Problem cases were cited, such as when an officer did not correctly read the tag number on a motorcycle in the photo, leading to an unfortunate owner across the state receiving a ticket. Such incidents reveal how difficult and expensive it can be to appeal these tickets. Cities have been caught reducing yellow light timing to entrap more “paying customers.” Even more insidious conflicts of interest have been uncovered where police chiefs pursued a portion of the $75 processing fees by receiving their own ticket processing franchise upon retirement, after using their public office to help land contracts for companies who market the cameras at significant taxpayer cost.

While RLCs are a cash cow for those companies, debate highlighted the reality that cities and counties are missing out on the bonanza. Revenue from ticket “sales” are often swallowed up via administrative duties by officers and other public workers, consulting & court fees, and other unforeseen expenses. One representative from South Florida was shocked to learn all this; apparently, he’d been told RLCs were the answer to his town’s ballooning budget deficit probably during that sales pitch he’d attended. The state of Florida now locks all public proceeds from RLCs into a special fund for treating brain and spine injuries, anyway, until the question is settled on who should get it.

Another RLC fan chimed in on the argument of these costs, declaring that to him, it was worth losing a million taxpayer dollars if the cameras saved just one life. While we can all appreciate just how noble his sentiment is, the statistics just don’t provide proof for it.

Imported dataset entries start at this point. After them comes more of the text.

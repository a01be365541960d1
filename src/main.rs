mod aggregator;
mod api;
mod config;
mod errors;
mod exchanges;
mod models;
mod normalize;
mod scheduler;
mod snapshot;

use api::{ApiServer, AppState};
use config::Config;
use exchanges::ExchangeRegistry;
use normalize::RateNormalizer;
use scheduler::RefreshScheduler;
use snapshot::SnapshotStore;
use tracing_subscriber::EnvFilter;

#[tokio::main]
async fn main() -> anyhow::Result<()> {
    let config = Config::from_env()?;
    init_tracing(config.log_json);

    tracing::info!(
        "Funding radar starting, exchanges: {:?}, reference: {} on port {}",
        config.exchanges,
        config.reference_exchange,
        config.api_port
    );

    let store = SnapshotStore::new(config.exchanges.clone());

    // ── 1. HTTP facade (installs the metrics recorder first) ──────
    let server = ApiServer::new(AppState::new(store.clone(), &config));

    // ── 2. Background refresh loop ────────────────────────────────
    if config.local_refresh {
        let registry = ExchangeRegistry::from_config(&config)?;
        let normalizer = RateNormalizer::new(&config.reference_currency, config.display_offset);

        let scheduler = RefreshScheduler::new(
            registry,
            normalizer,
            config.reference_exchange.clone(),
            store,
            config.refresh_interval,
        );
        scheduler.start();
    } else {
        tracing::info!("local refresh disabled, waiting for pushed snapshots");
        if config.ingest_secret.is_none() {
            tracing::warn!("INGEST_SECRET is not set, the snapshot will never be populated");
        }
    }

    // ── 3. Serve until Ctrl+C ─────────────────────────────────────
    server.run(config.api_port).await
}

fn init_tracing(json: bool) {
    let filter = EnvFilter::try_from_default_env().unwrap_or_else(|_| EnvFilter::new("info"));

    if json {
        tracing_subscriber::fmt()
            .json()
            .with_env_filter(filter)
            .init();
    } else {
        tracing_subscriber::fmt().with_env_filter(filter).init();
    }
}
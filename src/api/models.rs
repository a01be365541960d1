use crate::models::AggregatedRecord;
use crate::snapshot::{Snapshot, SnapshotStatus};
use chrono::{DateTime, Utc};
use serde::{Deserialize, Serialize};

/// Response for GET /api/funding
#[derive(Serialize)]
pub struct FundingResponse<'a> {
    pub generated_at: Option<DateTime<Utc>>,
    pub count: usize,
    pub status: SnapshotStatus,
    pub last_success: Option<DateTime<Utc>>,
    pub error: Option<&'a str>,
    pub reference_exchange: &'a str,
    pub exchanges: &'a [String],
    pub records: &'a [AggregatedRecord],
}

impl<'a> FundingResponse<'a> {
    pub fn new(snapshot: &'a Snapshot, reference_exchange: &'a str) -> Self {
        Self {
            generated_at: snapshot.generated_at,
            count: snapshot.len(),
            status: snapshot.status,
            last_success: snapshot.last_success,
            error: snapshot.error.as_deref(),
            reference_exchange,
            exchanges: &snapshot.exchanges,
            records: &snapshot.records,
        }
    }
}

/// Body of POST /api/funding/push
#[derive(Debug, Deserialize)]
pub struct PushPayload {
    #[serde(default)]
    pub generated_at: Option<DateTime<Utc>>,
    /// Column order; derived from the records when omitted.
    #[serde(default)]
    pub exchanges: Option<Vec<String>>,
    pub records: Vec<AggregatedRecord>,
}

/// Response for POST /api/funding/push
#[derive(Serialize)]
pub struct PushResponse {
    pub status: SnapshotStatus,
    pub count: usize,
}
use axum::http::StatusCode;
use axum::response::{IntoResponse, Response};
use serde_json::json;
use thiserror::Error;

#[derive(Debug, Error)]
pub enum ApiError {
    #[error("unauthorized")]
    Unauthorized,

    #[error("push ingestion is disabled")]
    PushDisabled,

    #[error("bad request: {0}")]
    BadRequest(String),

    #[error("internal error")]
    Internal,
}

impl IntoResponse for ApiError {
    fn into_response(self) -> Response {
        let status = match &self {
            Self::Unauthorized => StatusCode::UNAUTHORIZED,
            Self::PushDisabled => StatusCode::FORBIDDEN,
            Self::BadRequest(_) => StatusCode::BAD_REQUEST,
            Self::Internal => StatusCode::INTERNAL_SERVER_ERROR,
        };

        let body = json!({ "error": self.to_string() });
        (status, axum::Json(body)).into_response()
    }
}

Accidents and traffic fatality rates have fallen in recent years. The trouble is they have been reduced all over, even at intersections not equipped with RLCs and in rural counties where people think these devils are still in the science fiction phase. There are other factors to be considered. It’s likely that in the wake of Cash for Clunkers and the automotive financing free-for-all in the late 2000s, the cars on the road now are on average much newer models, equipped with airbags and easier to maneuver and stop in emergencies.